Have you heard of Euribor? If you are preparing to take out a mortgage loan, then you probably have. The Euribor is the European banking index that is used as a reference to fix the interest rate that will be applied to the mortgage loan.

**What is it?**

It is the interest rate paid between European banks for money lent between themselves. The interest is calculated by taking the average of the rates of the largest banks in the Eurozone as a reference.

**Influences of the Euribor**

The Euribor is influenced by a number of factors:

Credit supply and demand

Inflation rate

Level of confidence towards the Eurozone economy.

When the Euribor rises, it means that banks are demanding higher interest rates from each other. This is due to uncertainty in the financial market. As a consequence, mortgage loans linked to the Euribor will increase. In the same way, when the Euribor falls, mortgage loans will also fall.

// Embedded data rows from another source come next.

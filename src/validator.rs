/// Prompt-and-retry input validation

use crate::error::Result;
use crate::terminal::Terminal;
use std::borrow::Cow;
use std::io;
use thiserror::Error;
use tracing::debug;

mod sealed {
    pub trait Sealed {}
}

/// Types a line of input can be converted into
pub trait InputValue: Sized + sealed::Sealed {
    fn parse_input(text: &str) -> std::result::Result<Self, String>;
}

macro_rules! impl_input_value_from_str {
    ($($ty:ty),* $(,)?) => {
        $(
            impl sealed::Sealed for $ty {}

            impl InputValue for $ty {
                fn parse_input(text: &str) -> std::result::Result<Self, String> {
                    text.trim().parse::<$ty>().map_err(|e| e.to_string())
                }
            }
        )*
    };
}

impl_input_value_from_str!(
    i8, i16, i32, i64, i128, isize, u8, u16, u32, u64, u128, usize, f32, f64, char,
);

impl sealed::Sealed for String {}

impl InputValue for String {
    fn parse_input(text: &str) -> std::result::Result<Self, String> {
        Ok(text.to_string())
    }
}

impl sealed::Sealed for bool {}

impl InputValue for bool {
    fn parse_input(text: &str) -> std::result::Result<Self, String> {
        let text = text.trim();
        if text.eq_ignore_ascii_case("true") {
            Ok(true)
        } else if text.eq_ignore_ascii_case("false") {
            Ok(false)
        } else {
            Err(format!("'{}' is neither true nor false", text))
        }
    }
}

/// Why a single prompt attempt did not produce a value
#[derive(Error, Debug)]
pub enum InputError {
    #[error("could not parse input: {0}")]
    Parse(String),

    #[error("input was rejected by the validator")]
    ValidationFailed,

    #[error(transparent)]
    Io(#[from] io::Error),
}

/// Prompt until a line parses as `T` and satisfies `predicate`.
///
/// A parse failure prints `retry` and a blank line; a rejected value prints
/// `retry`. Either way the prompt is shown again. Only terminal I/O errors
/// are returned.
pub fn get_input<T, V, P>(term: &mut T, prompt: &str, retry: &str, predicate: P) -> Result<V>
where
    T: Terminal,
    V: InputValue,
    P: Fn(&V) -> bool,
{
    loop {
        match attempt(term, prompt, &predicate) {
            Ok(value) => return Ok(value),
            Err(InputError::Parse(reason)) => {
                debug!(%reason, "input did not parse");
                term.write_line(retry)?;
                term.write_line("")?;
            }
            Err(InputError::ValidationFailed) => {
                debug!("input failed validation");
                term.write_line(retry)?;
            }
            Err(InputError::Io(e)) => return Err(e.into()),
        }
    }
}

/// `get_input` that accepts any value that parses
pub fn read_input<T: Terminal, V: InputValue>(term: &mut T, prompt: &str, retry: &str) -> Result<V> {
    get_input(term, prompt, retry, |_| true)
}

/// One prompt, read and conversion cycle
pub fn attempt<T, V, P>(term: &mut T, prompt: &str, predicate: P) -> std::result::Result<V, InputError>
where
    T: Terminal,
    V: InputValue,
    P: Fn(&V) -> bool,
{
    term.write(&prompt_text(prompt))?;
    let line = term.read_line()?;

    let value = V::parse_input(&line).map_err(InputError::Parse)?;
    if !predicate(&value) {
        return Err(InputError::ValidationFailed);
    }

    Ok(value)
}

/// The prompt with a single separating space after it
pub fn prompt_text(prompt: &str) -> Cow<'_, str> {
    if prompt.ends_with(' ') {
        Cow::Borrowed(prompt)
    } else {
        Cow::Owned(format!("{} ", prompt))
    }
}
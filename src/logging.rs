/// Logging setup for binaries built on the toolkit

use tracing_subscriber::EnvFilter;

/// Install a stderr `tracing` subscriber.
///
/// `RUST_LOG` wins over `default_filter`. Calling this more than once is harmless.
pub fn init(default_filter: &str) {
    let filter = EnvFilter::try_from_default_env().unwrap_or_else(|_| EnvFilter::new(default_filter));

    let _ = tracing_subscriber::fmt()
        .with_env_filter(filter)
        .with_writer(std::io::stderr)
        .try_init();
}
// Redis pending-state store against a real server; skipped unless REDIS_URL is set
use std::sync::Arc;
use std::time::Duration;

use anyhow::Result;
use talentgate::state::{PendingAuthState, PendingStateStore, RedisStateStore};
use uuid::Uuid;

async fn redis_store() -> Result<Option<RedisStateStore>> {
    let Ok(redis_url) = std::env::var("REDIS_URL") else {
        println!("REDIS_URL not set, skipping Redis state store tests");
        return Ok(None);
    };
    let store =
        RedisStateStore::connect(&redis_url, Duration::from_secs(5), Duration::from_secs(3))
            .await?;
    Ok(Some(store))
}

macro_rules! require_redis {
    ($store:expr) => {
        match $store {
            Some(store) => store,
            None => return Ok(()),
        }
    };
}

fn pending(return_to: &str) -> PendingAuthState {
    PendingAuthState::new(
        Uuid::new_v4().to_string(),
        return_to.to_string(),
        Some(Uuid::new_v4().to_string()),
    )
}

#[tokio::test]
async fn test_get_and_delete_consumes_once() -> Result<()> {
    let store = require_redis!(redis_store().await?);
    let state = pending("/jobs/42");

    store.put(&state, Duration::from_secs(60)).await?;

    let consumed = store.get_and_delete(&state.state_token).await?;
    assert_eq!(consumed.as_ref(), Some(&state));
    assert!(store.get_and_delete(&state.state_token).await?.is_none());
    Ok(())
}

#[tokio::test]
async fn test_unknown_token_is_absent() -> Result<()> {
    let store = require_redis!(redis_store().await?);
    assert!(store.get_and_delete("never-issued").await?.is_none());
    Ok(())
}

#[tokio::test]
async fn test_expired_state_is_absent() -> Result<()> {
    let store = require_redis!(redis_store().await?);
    let state = pending("/jobs");

    store.put(&state, Duration::from_secs(1)).await?;
    tokio::time::sleep(Duration::from_millis(2100)).await;

    assert!(store.get_and_delete(&state.state_token).await?.is_none());
    Ok(())
}

#[tokio::test]
async fn test_concurrent_consumers_see_state_once() -> Result<()> {
    let store = Arc::new(require_redis!(redis_store().await?));
    let state = pending("/jobs");
    store.put(&state, Duration::from_secs(60)).await?;

    let handles: Vec<_> = (0..8)
        .map(|_| {
            let store = Arc::clone(&store);
            let token = state.state_token.clone();
            tokio::spawn(async move { store.get_and_delete(&token).await })
        })
        .collect();

    let mut winners = 0;
    for handle in handles {
        if handle.await??.is_some() {
            winners += 1;
        }
    }
    assert_eq!(winners, 1);
    Ok(())
}
//! OAuth/OIDC provider integration
//!
//! This module covers everything that talks to the identity provider:
//! building the authorization request, exchanging the code, verifying the
//! identity token against the published key set and fetching the profile.

pub mod client;
pub mod initiator;
pub mod jwt_validation;
pub mod token_exchange;
pub mod userinfo;

pub use client::{HttpProviderClient, ProviderClient};
pub use initiator::{AuthorizationInitiator, AuthorizationRequest};
pub use jwt_validation::{
    HttpKeySetSource, JsonWebKey, JsonWebKeySet, JwksCache, JwtValidationError, JwtValidator,
    KeySetSource,
};
pub use token_exchange::TokenExchanger;
pub use userinfo::UserInfoClient;

use std::time::Duration;

use log::{debug, info};
use serde::Deserialize;

use crate::settings::ProviderSettings;

/// Query parameters delivered to the callback endpoint
#[derive(Deserialize, Debug, Default, Clone)]
pub struct OAuthCallback {
    pub code: Option<String>,
    pub state: Option<String>,
    pub error: Option<String>,
    pub error_description: Option<String>,
}

/// Failures talking to the provider over HTTP
#[derive(Debug)]
pub enum OAuthError {
    Configuration(String),
    Timeout(String),
    Network(String),
    Status { status: u16, context: String },
    InvalidResponse(String),
}

impl std::fmt::Display for OAuthError {
    fn fmt(&self, f: &mut std::fmt::Formatter<'_>) -> std::fmt::Result {
        match self {
            Self::Configuration(msg) => write!(f, "OAuth configuration error: {msg}"),
            Self::Timeout(context) => write!(f, "Provider request timed out: {context}"),
            Self::Network(msg) => write!(f, "Provider request failed: {msg}"),
            Self::Status { status, context } => {
                write!(f, "Provider returned HTTP {status} for {context}")
            }
            Self::InvalidResponse(msg) => write!(f, "Malformed provider response: {msg}"),
        }
    }
}

impl std::error::Error for OAuthError {}

impl OAuthError {
    /// Classify a transport error, keeping timeouts distinct
    pub(crate) fn from_reqwest(context: &str, err: &reqwest::Error) -> Self {
        if err.is_timeout() {
            Self::Timeout(context.to_string())
        } else {
            Self::Network(format!("{context}: {err}"))
        }
    }
}

/// Subset of the OIDC discovery document this service consumes
#[derive(Debug, Deserialize)]
pub struct OidcDiscoveryDocument {
    pub issuer: String,
    pub authorization_endpoint: String,
    pub token_endpoint: String,
    pub jwks_uri: String,
    #[serde(default)]
    pub userinfo_endpoint: Option<String>,
}

/// Provider endpoints after merging explicit settings with discovery
#[derive(Debug, Clone, PartialEq, Eq)]
pub struct ProviderEndpoints {
    pub issuer: String,
    pub authorization_endpoint: String,
    pub token_endpoint: String,
    pub userinfo_endpoint: String,
    pub jwks_uri: String,
}

impl ProviderEndpoints {
    /// Resolve endpoints, fetching the discovery document when one is configured.
    /// Values set explicitly in settings win over discovered ones.
    ///
    /// # Errors
    ///
    /// Returns an error if discovery fails or an endpoint is still unknown afterwards
    pub async fn resolve(
        settings: &ProviderSettings,
        http: &reqwest::Client,
    ) -> Result<Self, OAuthError> {
        let discovered = match &settings.discovery_url {
            Some(url) => Some(fetch_discovery_document(http, url).await?),
            None => None,
        };
        Self::merge(settings, discovered.as_ref())
    }

    /// Merge settings over an optional discovery document
    ///
    /// # Errors
    ///
    /// Returns an error naming the first endpoint that could not be determined
    pub fn merge(
        settings: &ProviderSettings,
        discovered: Option<&OidcDiscoveryDocument>,
    ) -> Result<Self, OAuthError> {
        fn pick(
            name: &str,
            explicit: Option<&String>,
            discovered: Option<&str>,
        ) -> Result<String, OAuthError> {
            explicit
                .map(String::as_str)
                .or(discovered)
                .filter(|value| !value.is_empty())
                .map(ToString::to_string)
                .ok_or_else(|| {
                    OAuthError::Configuration(format!(
                        "{name} is not configured and was not discovered"
                    ))
                })
        }

        Ok(Self {
            issuer: pick(
                "issuer",
                settings.issuer.as_ref(),
                discovered.map(|doc| doc.issuer.as_str()),
            )?,
            authorization_endpoint: pick(
                "authorization_endpoint",
                settings.authorization_endpoint.as_ref(),
                discovered.map(|doc| doc.authorization_endpoint.as_str()),
            )?,
            token_endpoint: pick(
                "token_endpoint",
                settings.token_endpoint.as_ref(),
                discovered.map(|doc| doc.token_endpoint.as_str()),
            )?,
            userinfo_endpoint: pick(
                "userinfo_endpoint",
                settings.userinfo_endpoint.as_ref(),
                discovered.and_then(|doc| doc.userinfo_endpoint.as_deref()),
            )?,
            jwks_uri: pick(
                "jwks_uri",
                settings.jwks_uri.as_ref(),
                discovered.map(|doc| doc.jwks_uri.as_str()),
            )?,
        })
    }
}

/// Build the shared HTTP client used for every provider call
///
/// # Errors
///
/// Returns an error if the TLS backend cannot be initialised
pub fn build_http_client(timeout: Duration) -> Result<reqwest::Client, OAuthError> {
    reqwest::Client::builder()
        .timeout(timeout)
        .redirect(reqwest::redirect::Policy::none())
        .build()
        .map_err(|e| OAuthError::Configuration(format!("Failed to build HTTP client: {e}")))
}

/// Fetch discovery document from the given URL
///
/// # Errors
///
/// Returns an error if:
/// - Network request fails or times out
/// - Response status is not a success
/// - Response doesn't contain the required fields
pub async fn fetch_discovery_document(
    http: &reqwest::Client,
    discovery_url: &str,
) -> Result<OidcDiscoveryDocument, OAuthError> {
    debug!("Fetching discovery document from: {discovery_url}");

    let response = http
        .get(discovery_url)
        .send()
        .await
        .map_err(|e| OAuthError::from_reqwest("discovery document", &e))?;

    if !response.status().is_success() {
        return Err(OAuthError::Status {
            status: response.status().as_u16(),
            context: "discovery document".to_string(),
        });
    }

    let document: OidcDiscoveryDocument = response.json().await.map_err(|e| {
        OAuthError::InvalidResponse(format!("Failed to parse discovery document: {e}"))
    })?;

    info!(
        "Discovered provider endpoints for issuer {}",
        document.issuer
    );
    Ok(document)
}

**HOW THE EURIBOR AFFECTS A MORTGAGE LOAN**

It is important to consider the Euribor before applying for a mortgage loan to make sure you are getting the best deal possible. If the Euribor is high, banks are likely to have a lower negotiating margin, which means you will get a higher interest rate. Conversely, when the Euribor is low, you are more likely to get a lower interest rate.

However, the Euribor only gives an indication and is not the only factor that determines the price of a mortgage loan. Many other factors are at play:

Price of the property,

Borrower's credit profile,

Types of mortgage, etc.

It is essential to understand how the Euribor affects us before applying for a mortgage loan. That understanding will help us to be prepared to make an informed decision about our mortgage.

**INTEREST RATE DIFFERENTIAL**

To understand how the Euribor affects the price of a mortgage loan, it is necessary to understand the concept of interest differential. The interest differential is the difference between the interest rate charged to the borrower and the Euribor. For example, if the Euribor is -0.5% and the bank applies an interest differential of 1%, then the interest rate on the mortgage loan will be 0.5%. This means that when the Euribor rises, the price of the mortgage loan increases, and vice versa.

For example, if you are applying for a 15-year loan of 200,000 euros with a Euribor of -0.5% and an interest differential of 1%, then the total interest to be paid would be 9,000 euros. Let's assume that the Euribor increases to 0.5%, while the interest differential remains at 1%. Then the total interest you will have to pay will be 10,000 euros - a significant increase of 1,000 euros.

**CONCLUSION**

As you can see, the Euribor is not only an important factor in understanding the price of a mortgage loan, but also to follow it in order to keep up to date with the movement of interest rates. We hope this explanation has helped you to better understand the Euribor and how it affects the price of a mortgage loan.